= Beginning of Section =
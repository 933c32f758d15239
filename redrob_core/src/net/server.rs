//! Remote control TCP server task.
//!
//! Serves one client at a time. Commands and telemetry are exchanged with
//! the control loop through [`NetCells`], each value behind its own lock.
//!
//! Stopping works by racing the blocked socket call: [`ServerControl::shutdown_server`]
//! raises a flag and shuts the sockets down, the pending `accept` or `recv`
//! fails, and the loop treats the failure as a clean exit because the flag
//! is set. The same failure without the flag is fatal.

use std::io::{self, Write};
use std::mem;
use std::net::{Shutdown, SocketAddr, TcpListener, TcpStream};
use std::os::unix::io::AsRawFd;
use std::sync::atomic::{AtomicBool, Ordering};
use std::sync::Arc;

use parking_lot::Mutex;

use crate::error::{RedrobError, RedrobResult};
use crate::hardware::sys_stat::SysStats;
use crate::net::protocol::{
    encode_sys_stats, read_command, volts_to_millivolts, ClientCommand, ProtocolError,
};
use crate::task::{TaskBody, TaskContext};
use crate::tlog;

/// Values shared between the server task and the control loop.
#[derive(Debug, Default)]
pub struct NetCells {
    steer: Mutex<u8>,
    camera: Mutex<u8>,
    voltage_mv: Mutex<u16>,
    sys_stats: Mutex<SysStats>,
}

impl NetCells {
    pub fn new() -> Self {
        Self::default()
    }

    /// Back to neutral values.
    pub fn reset(&self) {
        *self.steer.lock() = 0;
        *self.camera.lock() = 0;
        *self.voltage_mv.lock() = 0;
        *self.sys_stats.lock() = SysStats::default();
    }

    pub fn set_steer_code(&self, code: u8) {
        *self.steer.lock() = code;
    }

    /// Read and clear.
    pub fn take_steer_code(&self) -> u8 {
        mem::take(&mut *self.steer.lock())
    }

    pub fn set_camera_code(&self, code: u8) {
        *self.camera.lock() = code;
    }

    /// Read and clear.
    pub fn take_camera_code(&self) -> u8 {
        mem::take(&mut *self.camera.lock())
    }

    pub fn set_voltage(&self, volts: f32) {
        *self.voltage_mv.lock() = volts_to_millivolts(volts);
    }

    pub fn voltage_mv(&self) -> u16 {
        *self.voltage_mv.lock()
    }

    pub fn set_sys_stats(&self, stats: SysStats) {
        *self.sys_stats.lock() = stats;
    }

    pub fn sys_stats(&self) -> SysStats {
        *self.sys_stats.lock()
    }
}

/// Shutdown and address handle of a server task.
#[derive(Debug, Default)]
pub struct ServerControl {
    shutdown_requested: AtomicBool,
    listener: Mutex<Option<TcpListener>>,
    client: Mutex<Option<TcpStream>>,
    local_addr: Mutex<Option<SocketAddr>>,
}

impl ServerControl {
    pub fn new() -> Self {
        Self::default()
    }

    pub fn shutdown_requested(&self) -> bool {
        self.shutdown_requested.load(Ordering::SeqCst)
    }

    /// Address the listener is bound to, once setup has run.
    pub fn local_addr(&self) -> Option<SocketAddr> {
        *self.local_addr.lock()
    }

    /// Prepare for a new server run.
    pub fn reset(&self) {
        self.shutdown_requested.store(false, Ordering::SeqCst);
        *self.listener.lock() = None;
        *self.client.lock() = None;
        *self.local_addr.lock() = None;
    }

    /// Request a controlled stop. Unblocks a pending `accept` or `recv`.
    pub fn shutdown_server(&self) -> RedrobResult<()> {
        self.shutdown_requested.store(true, Ordering::SeqCst);

        if let Some(listener) = self.listener.lock().take() {
            shutdown_listener(&listener)
                .map_err(|e| RedrobError::socket(format!("shutdown listener: {}", e)))?;
        }
        if let Some(client) = self.client.lock().take() {
            match client.shutdown(Shutdown::Both) {
                Ok(()) => {}
                Err(e) if e.kind() == io::ErrorKind::NotConnected => {}
                Err(e) => return Err(RedrobError::socket(format!("shutdown client: {}", e))),
            }
        }
        Ok(())
    }

    fn register_listener(&self, listener: &TcpListener) -> RedrobResult<()> {
        *self.local_addr.lock() = Some(listener.local_addr()?);
        *self.listener.lock() = Some(listener.try_clone()?);
        Ok(())
    }

    fn register_client(&self, stream: &TcpStream) -> RedrobResult<()> {
        *self.client.lock() = Some(stream.try_clone()?);
        Ok(())
    }

    fn clear_client(&self) {
        *self.client.lock() = None;
    }
}

/// `std` has no shutdown for listening sockets.
fn shutdown_listener(listener: &TcpListener) -> io::Result<()> {
    // SAFETY: the descriptor is owned by `listener`, which outlives the call.
    let rc = unsafe { libc::shutdown(listener.as_raw_fd(), libc::SHUT_RDWR) };
    if rc == 0 {
        return Ok(());
    }
    let err = io::Error::last_os_error();
    if err.raw_os_error() == Some(libc::ENOTCONN) {
        Ok(())
    } else {
        Err(err)
    }
}

/// The server task body.
pub struct NetControlServer {
    bind_addr: SocketAddr,
    cells: Arc<NetCells>,
    control: Arc<ServerControl>,
    listener: Option<TcpListener>,
}

impl NetControlServer {
    pub fn new(bind_addr: SocketAddr, cells: Arc<NetCells>, control: Arc<ServerControl>) -> Self {
        Self {
            bind_addr,
            cells,
            control,
            listener: None,
        }
    }

    fn serve_client(&self, mut stream: TcpStream, peer: SocketAddr) {
        loop {
            let command = match read_command(&mut stream) {
                Ok(command) => command,
                Err(ProtocolError::UnknownCommand(tag)) => {
                    tlog!(warn, "Unknown command {} from {}, closing", tag, peer);
                    break;
                }
                Err(ProtocolError::Disconnected) => {
                    tlog!(info, "Client {} disconnected", peer);
                    break;
                }
                Err(ProtocolError::Io(e)) => {
                    if !self.control.shutdown_requested() {
                        tlog!(warn, "Client {} receive failed: {}", peer, e);
                    }
                    break;
                }
            };

            if let Err(e) = self.handle(command, &mut stream) {
                if !self.control.shutdown_requested() {
                    tlog!(warn, "Client {} send failed: {}", peer, e);
                }
                break;
            }
        }

        self.control.clear_client();
        let _ = stream.shutdown(Shutdown::Both);
    }

    fn handle(&self, command: ClientCommand, stream: &mut TcpStream) -> io::Result<()> {
        match command {
            ClientCommand::Steer(code) => self.cells.set_steer_code(code),
            ClientCommand::Camera(code) => self.cells.set_camera_code(code),
            ClientCommand::GetVoltage => {
                stream.write_all(&self.cells.voltage_mv().to_be_bytes())?;
            }
            ClientCommand::GetSysStats => {
                stream.write_all(&encode_sys_stats(&self.cells.sys_stats()))?;
            }
        }
        Ok(())
    }
}

impl TaskBody for NetControlServer {
    type Arg = ();

    fn setup(&mut self) -> RedrobResult<()> {
        let listener = TcpListener::bind(self.bind_addr)
            .map_err(|e| RedrobError::socket(format!("bind {}: {}", self.bind_addr, e)))?;
        self.control.register_listener(&listener)?;
        tlog!(info, "Listening on {}", listener.local_addr()?);
        self.listener = Some(listener);
        Ok(())
    }

    fn execute(&mut self, _arg: (), ctx: &TaskContext) -> RedrobResult<()> {
        let listener = self
            .listener
            .as_ref()
            .ok_or_else(|| RedrobError::socket("no listening socket"))?;

        while !ctx.is_stopped() {
            let (stream, peer) = match listener.accept() {
                Ok(accepted) => accepted,
                Err(e) => {
                    if self.control.shutdown_requested() {
                        tlog!(info, "Shutdown requested, leaving accept");
                        return Ok(());
                    }
                    return Err(RedrobError::socket(format!("accept: {}", e)));
                }
            };

            self.control.register_client(&stream)?;
            if self.control.shutdown_requested() {
                return Ok(());
            }

            tlog!(info, "Client {} connected", peer);
            self.serve_client(stream, peer);
            ctx.update_exe_cnt();

            if self.control.shutdown_requested() {
                return Ok(());
            }
        }
        Ok(())
    }

    fn cleanup(&mut self) -> RedrobResult<()> {
        // Dropping the listener closes it
        if self.listener.take().is_some() && !self.control.shutdown_requested() {
            tlog!(info, "Closing listener");
        }
        *self.control.listener.lock() = None;
        self.control.clear_client();
        Ok(())
    }
}

#[cfg(test)]
mod tests {
    use super::*;

    #[test]
    fn test_read_and_clear_cells() {
        let cells = NetCells::new();
        cells.set_steer_code(0x01);
        assert_eq!(cells.take_steer_code(), 0x01);
        assert_eq!(cells.take_steer_code(), 0x00);

        cells.set_camera_code(2);
        cells.set_camera_code(1);
        assert_eq!(cells.take_camera_code(), 1);
        assert_eq!(cells.take_camera_code(), 0);
    }

    #[test]
    fn test_telemetry_cells_are_not_cleared() {
        let cells = NetCells::new();
        cells.set_voltage(7.4);
        assert_eq!(cells.voltage_mv(), 7400);
        assert_eq!(cells.voltage_mv(), 7400);

        let stats = SysStats {
            cpu_load: 12,
            mem_used_kb: 1024,
            irq_count: 5,
            uptime_s: 60,
        };
        cells.set_sys_stats(stats);
        assert_eq!(cells.sys_stats(), stats);
        assert_eq!(cells.sys_stats(), stats);

        cells.reset();
        assert_eq!(cells.voltage_mv(), 0);
        assert_eq!(cells.sys_stats(), SysStats::default());
    }

    #[test]
    fn test_shutdown_without_sockets_is_ok() {
        let control = ServerControl::new();
        control.shutdown_server().unwrap();
        assert!(control.shutdown_requested());
        control.reset();
        assert!(!control.shutdown_requested());
        assert!(control.local_addr().is_none());
    }
}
= End of Section =
Work item =>
Copy out each line of the entries where the word "crate" is found.

Problem solution =>
use crate::error::{RedrobError, RedrobResult};
use crate::hardware::sys_stat::SysStats;
use crate::net::protocol::{
use crate::task::{TaskBody, TaskContext};
use crate::tlog;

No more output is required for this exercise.